About this exercise: The required output is the line that contains "let after = stack::len(&vm.document)?;" through the last line of the data, retyped verbatim and with nothing added.

(Material for this exercise begins)

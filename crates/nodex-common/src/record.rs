//! Node variant records.

use std::borrow::Cow;
use std::collections::BTreeMap;
use std::fmt;

use crate::{path, Dimensions};

/// Workspace records belong to when none is given.
pub const LIVE_WORKSPACE: &str = "live";

#[cfg(feature = "serde")]
fn live_workspace() -> String {
    LIVE_WORKSPACE.to_string()
}

/// A node property value.
#[derive(Debug, Clone, PartialEq)]
#[cfg_attr(feature = "serde", derive(serde::Serialize, serde::Deserialize))]
#[cfg_attr(feature = "serde", serde(untagged))]
pub enum PropertyValue {
    Null,
    Bool(bool),
    Number(f64),
    String(String),
    List(Vec<PropertyValue>),
    Map(BTreeMap<String, PropertyValue>),
}

impl PropertyValue {
    /// Get as string slice, only for string values.
    pub fn as_str(&self) -> Option<&str> {
        match self {
            Self::String(s) => Some(s),
            _ => None,
        }
    }

    /// Scalar text of the value.
    ///
    /// `Null` yields an empty string; lists and maps have no text form.
    pub fn as_text(&self) -> Option<Cow<'_, str>> {
        match self {
            Self::Null => Some(Cow::Borrowed("")),
            Self::Bool(b) => Some(Cow::Owned(b.to_string())),
            Self::Number(n) => Some(Cow::Owned(n.to_string())),
            Self::String(s) => Some(Cow::Borrowed(s)),
            Self::List(_) | Self::Map(_) => None,
        }
    }
}

impl From<&str> for PropertyValue {
    fn from(value: &str) -> Self {
        Self::String(value.to_string())
    }
}

impl From<String> for PropertyValue {
    fn from(value: String) -> Self {
        Self::String(value)
    }
}

impl From<bool> for PropertyValue {
    fn from(value: bool) -> Self {
        Self::Bool(value)
    }
}

impl From<f64> for PropertyValue {
    fn from(value: f64) -> Self {
        Self::Number(value)
    }
}

impl fmt::Display for PropertyValue {
    fn fmt(&self, f: &mut fmt::Formatter<'_>) -> fmt::Result {
        match self {
            Self::Null => write!(f, "null"),
            Self::Bool(b) => write!(f, "{}", b),
            Self::Number(n) => write!(f, "{}", n),
            Self::String(s) => write!(f, "{}", s),
            Self::List(items) => write!(f, "[{} items]", items.len()),
            Self::Map(entries) => write!(f, "{{{} entries}}", entries.len()),
        }
    }
}

/// One node's data in one dimension combination.
///
/// Several records may share an `identifier`; each of them is a variant of the
/// same logical node. Within one workspace and dimension combination the
/// identifier is unique.
#[derive(Debug, Clone, PartialEq)]
#[cfg_attr(feature = "serde", derive(serde::Serialize, serde::Deserialize))]
#[cfg_attr(feature = "serde", serde(rename_all = "camelCase"))]
pub struct NodeVariantRecord {
    pub identifier: String,
    pub path: String,
    pub node_type: String,
    #[cfg_attr(feature = "serde", serde(default = "live_workspace"))]
    pub workspace: String,
    #[cfg_attr(feature = "serde", serde(default))]
    pub dimension_values: Dimensions,
    #[cfg_attr(feature = "serde", serde(default))]
    pub properties: BTreeMap<String, PropertyValue>,
    #[cfg_attr(feature = "serde", serde(default))]
    pub hidden: bool,
    #[cfg_attr(feature = "serde", serde(default))]
    pub removed: bool,
    /// Roles allowed to read the node; empty means unrestricted.
    #[cfg_attr(feature = "serde", serde(default))]
    pub access_roles: Vec<String>,
}

impl NodeVariantRecord {
    /// Create a visible record in the live workspace with no dimensions.
    pub fn new(
        identifier: impl Into<String>,
        path: impl Into<String>,
        node_type: impl Into<String>,
    ) -> Self {
        Self {
            identifier: identifier.into(),
            path: path.into(),
            node_type: node_type.into(),
            workspace: LIVE_WORKSPACE.to_string(),
            dimension_values: Dimensions::new(),
            properties: BTreeMap::new(),
            hidden: false,
            removed: false,
            access_roles: Vec::new(),
        }
    }

    /// Builder-style dimension setter.
    pub fn with_dimension<I, S>(mut self, name: impl Into<String>, values: I) -> Self
    where
        I: IntoIterator<Item = S>,
        S: Into<String>,
    {
        self.dimension_values.insert(name, values);
        self
    }

    /// Builder-style property setter.
    pub fn with_property(mut self, name: impl Into<String>, value: impl Into<PropertyValue>) -> Self {
        self.properties.insert(name.into(), value.into());
        self
    }

    /// Builder-style workspace setter.
    pub fn in_workspace(mut self, workspace: impl Into<String>) -> Self {
        self.workspace = workspace.into();
        self
    }

    /// Builder-style hidden flag.
    pub fn hidden(mut self, hidden: bool) -> Self {
        self.hidden = hidden;
        self
    }

    /// Final path segment.
    pub fn name(&self) -> &str {
        path::node_name(&self.path)
    }

    /// Path of the containing node.
    pub fn parent_path(&self) -> Option<&str> {
        path::parent_path(&self.path)
    }

    /// Effective value of a dimension.
    pub fn dimension(&self, name: &str) -> Option<&str> {
        self.dimension_values.effective(name)
    }

    /// Whether the record's effective value for `dimension` is `value`.
    pub fn is_in(&self, dimension: &str, value: &str) -> bool {
        self.dimension(dimension) == Some(value)
    }
}
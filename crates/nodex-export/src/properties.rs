//! Exportable property selection with per-node-type caching.

use std::borrow::Cow;

use hashbrown::HashMap as FastHashMap;
use nodex_common::NodeVariantRecord;
use nodex_store::NodeTypeRegistry;
use rustc_hash::FxHasher;
use tracing::trace;

pub(crate) type FxHashMap<K, V> = FastHashMap<K, V, std::hash::BuildHasherDefault<FxHasher>>;

/// Decides which properties of a record are written, asking the registry at
/// most once per node type and property name.
pub struct PropertySelector<'a, T: NodeTypeRegistry + ?Sized> {
    registry: &'a T,
    cache: FxHashMap<String, FxHashMap<String, bool>>,
}

impl<'a, T: NodeTypeRegistry + ?Sized> PropertySelector<'a, T> {
    pub fn new(registry: &'a T) -> Self {
        Self {
            registry,
            cache: FxHashMap::default(),
        }
    }

    /// Whether a property of a node type is declared, not skipped, and of
    /// type `string`.
    pub fn is_exportable(&mut self, node_type: &str, property: &str) -> bool {
        let registry = self.registry;
        let per_type = self.cache.entry_ref(node_type).or_default();
        if let Some(&exportable) = per_type.get(property) {
            return exportable;
        }

        let exportable = registry
            .property_export(node_type, property)
            .is_some_and(|p| p.is_exportable());
        per_type.insert(property.to_string(), exportable);
        exportable
    }

    /// Exportable properties of a record with their text, in name order.
    ///
    /// Values without a scalar text form are left out.
    pub fn select<'r>(&mut self, record: &'r NodeVariantRecord) -> Vec<(&'r str, Cow<'r, str>)> {
        let mut selected = Vec::new();
        for (name, value) in &record.properties {
            if !self.is_exportable(&record.node_type, name) {
                continue;
            }
            match value.as_text() {
                Some(text) => selected.push((name.as_str(), text)),
                None => trace!(
                    identifier = %record.identifier,
                    property = %name,
                    "skipping non-scalar string property"
                ),
            }
        }
        selected
    }

    /// Number of node types resolved so far.
    pub fn cached_node_types(&self) -> usize {
        self.cache.len()
    }
}
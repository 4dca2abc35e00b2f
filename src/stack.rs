//! The visible operand stack at `/stack`: push-with-log and
//! remove-with-log, per spec §4.3.

use crate::document;
use crate::error::FatalError;
use crate::residual;
use serde_json::Value;

fn stack_array(root: &Value) -> Result<&Vec<Value>, FatalError> {
    root.get("stack")
        .and_then(Value::as_array)
        .ok_or_else(|| FatalError::AssertionFailure {
            detail: "`stack` must be an array".to_string(),
        })
}

fn stack_array_mut(root: &mut Value) -> Result<&mut Vec<Value>, FatalError> {
    root.get_mut("stack")
        .and_then(Value::as_array_mut)
        .ok_or_else(|| FatalError::AssertionFailure {
            detail: "`stack` must be an array".to_string(),
        })
}

/// Number of elements currently on the operand stack.
pub fn len(root: &Value) -> Result<usize, FatalError> {
    Ok(stack_array(root)?.len())
}

/// Push `value` onto the stack and, if reversible, append the matching
/// `{op: "add", path: "/stack/-", value}` residual entry. `value` is taken
/// as-is -- callers that push a literal from the instruction stream are
/// responsible for having deep-copied it first (per spec §3, "pushing a
/// literal always deep-copies"); this function deep-copies only for the
/// log entry, not for the pushed value itself, to avoid a redundant clone
/// when the caller already owns a fresh copy.
pub fn push(root: &mut Value, value: Value) -> Result<(), FatalError> {
    let logged = document::deep_copy(&value);
    stack_array_mut(root)?.push(value);
    residual::record_single(root, residual::patch_add("/stack/-", logged));
    Ok(())
}

/// Pop the top of the stack, logging `{op: "remove", path: "/stack/<n-1>",
/// value}` with the captured value so `undo` can restore it. Fatal
/// `stack_underflow` naming `op` if the stack is empty.
pub fn pop(op: &'static str, root: &mut Value) -> Result<Value, FatalError> {
    let n = stack_array(root)?.len();
    let value = stack_array_mut(root)?
        .pop()
        .ok_or_else(|| FatalError::StackUnderflow {
            op,
            detail: "stack is empty".to_string(),
        })?;
    let path = format!("/stack/{}", n - 1);
    residual::record_single(root, residual::patch_remove(path, document::deep_copy(&value)));
    Ok(value)
}

/// Peek the top of the stack without removing it. Fatal `stack_underflow`
/// naming `op` if the stack is empty.
pub fn peek<'a>(op: &'static str, root: &'a Value) -> Result<&'a Value, FatalError> {
    stack_array(root)?
        .last()
        .ok_or_else(|| FatalError::StackUnderflow {
            op,
            detail: "stack is empty".to_string(),
        })
}

#[cfg(test)]
mod tests {
    use super::*;
    use serde_json::json;

    #[test]
    fn push_then_pop_round_trips() {
        let mut doc = json!({"stack": []});
        push(&mut doc, json!(7)).unwrap();
        assert_eq!(pop("test", &mut doc).unwrap(), json!(7));
    }

    #[test]
    fn pop_underflow_names_opcode() {
        let mut doc = json!({"stack": []});
        let err = pop("add_two_top", &mut doc).unwrap_err();
        assert_eq!(err.opcode(), Some("add_two_top"));
    }

    #[test]
    fn push_logs_add_patch_when_reversible() {
        let mut doc = json!({"stack": [], "is_reversible": true});
        push(&mut doc, json!(1)).unwrap();
        assert_eq!(doc["residual"][0]["op"], json!("add"));
        assert_eq!(doc["residual"][0]["path"], json!("/stack/-"));
    }

    #[test]
    fn pop_logs_remove_patch_with_captured_value() {
        let mut doc = json!({"stack": [9], "is_reversible": true});
        pop("test", &mut doc).unwrap();
        assert_eq!(doc["residual"][0]["op"], json!("remove"));
        assert_eq!(doc["residual"][0]["path"], json!("/stack/0"));
        assert_eq!(doc["residual"][0]["value"], json!(9));
    }
}
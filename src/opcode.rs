//! The opcode library (spec §4.5): the ~20 built-in operations that read
//! and write the operand stack, the heap, the JPM, and the residual log.
//!
//! Dispatch is a tagged-variant enum matched exhaustively, per spec §9's
//! design note ("replace function-pointer-by-id dispatch with a tagged
//! enumeration of opcode kinds"), rather than the source's numeric-id ->
//! function-pointer table.

use crate::document;
use crate::error::{self, FatalError};
use crate::pointer;
use crate::residual::{self, Group};
use crate::sandbox;
use crate::stack;
use crate::walker;
use crate::Interpreter;
use serde_json::Value;

/// One opcode, as a tagged variant. Matches the table in spec §4.5 exactly.
#[derive(Debug, Clone, Copy, PartialEq, Eq)]
pub enum OpKind {
    DuplicateTop,
    PopAndStore,
    AddTwoTop,
    Get,
    Set,
    Append,
    MapOver,
    Enter,
    Exit,
    PtrNew,
    PtrRelease,
    PtrGet,
    PtrSet,
    Test,
    PrintError,
    Load,
    Store,
    Undo,
    Step,
    PrintJson,
}

impl OpKind {
    /// Look up an opcode by its registered name. Names are case-sensitive
    /// (spec §6, "Opcode registry").
    pub fn lookup(name: &str) -> Option<OpKind> {
        use OpKind::*;
        Some(match name {
            "duplicate_top" => DuplicateTop,
            "pop_and_store" => PopAndStore,
            "add_two_top" => AddTwoTop,
            "get" => Get,
            "set" => Set,
            "append" => Append,
            "map_over" => MapOver,
            "enter" => Enter,
            "exit" => Exit,
            "ptr_new" => PtrNew,
            "ptr_release" => PtrRelease,
            "ptr_get" => PtrGet,
            "ptr_set" => PtrSet,
            "test" => Test,
            "print_error" => PrintError,
            "load" => Load,
            "store" => Store,
            "undo" => Undo,
            "step" => Step,
            "print_json" => PrintJson,
            _ => return None,
        })
    }

    /// The registered name, for diagnostics.
    pub fn name(self) -> &'static str {
        use OpKind::*;
        match self {
            DuplicateTop => "duplicate_top",
            PopAndStore => "pop_and_store",
            AddTwoTop => "add_two_top",
            Get => "get",
            Set => "set",
            Append => "append",
            MapOver => "map_over",
            Enter => "enter",
            Exit => "exit",
            PtrNew => "ptr_new",
            PtrRelease => "ptr_release",
            PtrGet => "ptr_get",
            PtrSet => "ptr_set",
            Test => "test",
            PrintError => "print_error",
            Load => "load",
            Store => "store",
            Undo => "undo",
            Step => "step",
            PrintJson => "print_json",
        }
    }
}

/// Run one opcode against the interpreter's state.
pub fn execute(vm: &mut Interpreter, kind: OpKind) -> Result<(), FatalError> {
    match kind {
        OpKind::DuplicateTop => duplicate_top(vm),
        OpKind::PopAndStore => pop_and_store(vm),
        OpKind::AddTwoTop => add_two_top(vm),
        OpKind::Get => get(vm),
        OpKind::Set => set(vm),
        OpKind::Append => append(vm),
        OpKind::MapOver => map_over(vm),
        OpKind::Enter => enter(vm),
        OpKind::Exit => exit(vm),
        OpKind::PtrNew => ptr_new(vm),
        OpKind::PtrRelease => ptr_release(vm),
        OpKind::PtrGet => ptr_get(vm),
        OpKind::PtrSet => ptr_set(vm),
        OpKind::Test => test(vm),
        OpKind::PrintError => print_error(vm),
        OpKind::Load => load(vm),
        OpKind::Store => store(vm),
        OpKind::Undo => undo(vm),
        OpKind::Step => step(vm),
        OpKind::PrintJson => print_json(vm),
    }
}

fn duplicate_top(vm: &mut Interpreter) -> Result<(), FatalError> {
    let root = &mut vm.document;
    let top = stack::peek("duplicate_top", root)?.clone();
    stack::push(root, top)
}

fn pop_and_store(vm: &mut Interpreter) -> Result<(), FatalError> {
    let root = &mut vm.document;
    require_len("pop_and_store", root, 2)?;
    let key_val = stack::pop("pop_and_store", root)?;
    let key = match key_val {
        Value::String(s) => s,
        other => {
            return Err(FatalError::TypeMismatch {
                op: "pop_and_store",
                detail: format!("key must be a string, got {}", document::type_name(&other)),
            })
        }
    };
    let value = stack::pop("pop_and_store", root)?;
    let prior = document::obj_add("pop_and_store", root, key.clone(), value.clone())?;
    let path = format!("/{}", pointer::encode_key(&key));
    let patch = match prior {
        None => residual::patch_add(path, value),
        Some(_) => residual::patch_replace(path, value),
    };
    residual::record_single(root, patch);
    Ok(())
}

fn numeric_add(op: &'static str, a: &Value, b: &Value) -> Result<Value, FatalError> {
    let both_integral = a.as_i64().is_some() && b.as_i64().is_some();
    if both_integral {
        let sum = a
            .as_i64()
            .unwrap()
            .checked_add(b.as_i64().unwrap())
            .ok_or_else(|| FatalError::TypeMismatch {
                op,
                detail: "integer overflow in add_two_top".to_string(),
            })?;
        Ok(Value::from(sum))
    } else {
        let fa = document::get_real(op, a)?;
        let fb = document::get_real(op, b)?;
        Ok(Value::Number(document::number_from_f64_or_i64(fa + fb, false)))
    }
}

fn add_two_top(vm: &mut Interpreter) -> Result<(), FatalError> {
    let root = &mut vm.document;
    require_len("add_two_top", root, 2)?;
    let mut group = Group::new();

    let n = stack::len(root)?;
    let b = stack::pop("add_two_top", root)?;
    group.push(residual::patch_remove(
        format!("/stack/{}", n - 1),
        document::deep_copy(&b),
    ));

    let n = stack::len(root)?;
    let a = stack::pop("add_two_top", root)?;
    group.push(residual::patch_remove(
        format!("/stack/{}", n - 1),
        document::deep_copy(&a),
    ));

    let sum = numeric_add("add_two_top", &a, &b)?;
    stack::push(root, sum.clone())?;
    group.push(residual::patch_add("/stack/-", sum));

    // stack::push/pop above already appended their own single-entry
    // patches; discard those and keep only the grouped entry, since
    // add_two_top is one of the multi-edit opcodes that must commit a
    // single flat-array residual entry (spec §4.7).
    undo_auto_logged_entries(root, 3);
    group.commit(root);
    Ok(())
}

fn get(vm: &mut Interpreter) -> Result<(), FatalError> {
    let root = &mut vm.document;
    let mut group = Group::new();

    let n = stack::len(root)?;
    let p = stack::pop("get", root)?;
    group.push(residual::patch_remove(
        format!("/stack/{}", n - 1),
        document::deep_copy(&p),
    ));

    let path = document::get_str("get", &p)?.to_string();
    let value = pointer::resolve(root, &path)
        .map_err(|kind| pointer::resolve_error("get", &path, kind))?
        .clone();

    stack::push(root, value.clone())?;
    group.push(residual::patch_add("/stack/-", value));

    undo_auto_logged_entries(root, 2);
    group.commit(root);
    Ok(())
}

fn set(vm: &mut Interpreter) -> Result<(), FatalError> {
    let root = &mut vm.document;
    require_len("set", root, 2)?;
    let mut group = Group::new();

    let n = stack::len(root)?;
    let p = stack::pop("set", root)?;
    group.push(residual::patch_remove(
        format!("/stack/{}", n - 1),
        document::deep_copy(&p),
    ));

    let n = stack::len(root)?;
    let v = stack::pop("set", root)?;
    group.push(residual::patch_remove(
        format!("/stack/{}", n - 1),
        document::deep_copy(&v),
    ));

    let path = document::get_str("set", &p)?.to_string();
    {
        let target = pointer::resolve_mut(root, &path)
            .map_err(|kind| pointer::resolve_error("set", &path, kind))?;
        document::scalar_assign("set", target, v.clone())?;
    }
    group.push(residual::patch_replace(path, v));

    undo_auto_logged_entries(root, 2);
    group.commit(root);
    Ok(())
}

fn append(vm: &mut Interpreter) -> Result<(), FatalError> {
    let root = &mut vm.document;
    require_len("append", root, 2)?;
    let mut group = Group::new();

    let n = stack::len(root)?;
    let p = stack::pop("append", root)?;
    group.push(residual::patch_remove(
        format!("/stack/{}", n - 1),
        document::deep_copy(&p),
    ));

    let n = stack::len(root)?;
    let v = stack::pop("append", root)?;
    group.push(residual::patch_remove(
        format!("/stack/{}", n - 1),
        document::deep_copy(&v),
    ));

    let path = document::get_str("append", &p)?.to_string();
    let target = pointer::resolve_mut(root, &path)
        .map_err(|kind| pointer::resolve_error("append", &path, kind))?;
    document::arr_append("append", target, v.clone())?;
    group.push(residual::patch_add(format!("{path}/-"), v));

    undo_auto_logged_entries(root, 2);
    group.commit(root);
    Ok(())
}

fn map_over(vm: &mut Interpreter) -> Result<(), FatalError> {
    let root = &mut vm.document;
    require_len("map_over", root, 2)?;
    let n = stack::len(root)?;
    let f_val = stack::pop("map_over", root)?;
    let f_path = format!("/stack/{}", n - 1);

    let n = stack::len(root)?;
    let d_val = stack::pop("map_over", root)?;
    let d_path = format!("/stack/{}", n - 1);
    undo_auto_logged_entries(&mut vm.document, 2);

    let f_arr = d_f_as_array("map_over", &f_val)?;
    let d_arr = d_f_as_array("map_over", &d_val)?;

    // The per-element sub-frame runs arbitrary opcodes of its own (including
    // nested groups like `add_two_top`), all of which would log into this
    // same document's `residual` if left alone. `map_over` must commit
    // exactly one group -- [remove f, remove d, add result] -- so recording
    // is suppressed for the duration of the loop and restored afterward
    // regardless of whether the loop succeeds.
    let suppressed = suppress_reversible(&mut vm.document);
    let outcome = run_map_over_loop(vm, &f_arr, &d_arr);
    restore_reversible(&mut vm.document, suppressed);
    let results = outcome?;

    let result_array = Value::Array(results);
    let root = &mut vm.document;
    stack::push(root, result_array.clone())?;
    undo_auto_logged_entries(root, 1);

    let mut group = Group::new();
    group.push(residual::patch_remove(f_path, document::deep_copy(&f_val)));
    group.push(residual::patch_remove(d_path, document::deep_copy(&d_val)));
    group.push(residual::patch_add("/stack/-", result_array));
    group.commit(root);
    Ok(())
}

fn run_map_over_loop(
    vm: &mut Interpreter,
    f_arr: &[Value],
    d_arr: &[Value],
) -> Result<Vec<Value>, FatalError> {
    let mut results = Vec::with_capacity(d_arr.len());
    for (idx, elem) in d_arr.iter().enumerate() {
        let before = stack::len(&vm.document)?;
        stack::push(&mut vm.document, document::deep_copy(elem))?;
        walker::walk(vm, f_arr, &format!("/map_over/{idx}"))?;
        let after = stack::len(&vm.document)?;
        if after != before + 2 {
            return Err(FatalError::AssertionFailure {
                detail: format!(
                    "map_over: function must leave exactly one net value on the stack \
                     (started at {before}, expected {}, got {after})",
                    before + 2
                ),
            });
        }
        results.push(stack::pop("map_over", &mut vm.document)?);
    }
    Ok(results)
}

(Material for this exercise ends)

Answer area:
        let after = stack::len(&vm.document)?;
        if after != before + 2 {
            return Err(FatalError::AssertionFailure {
                detail: format!(
                    "map_over: function must leave exactly one net value on the stack \
                     (started at {before}, expected {}, got {after})",
                    before + 2
                ),
            });
        }
        results.push(stack::pop("map_over", &mut vm.document)?);
    }
    Ok(results)
}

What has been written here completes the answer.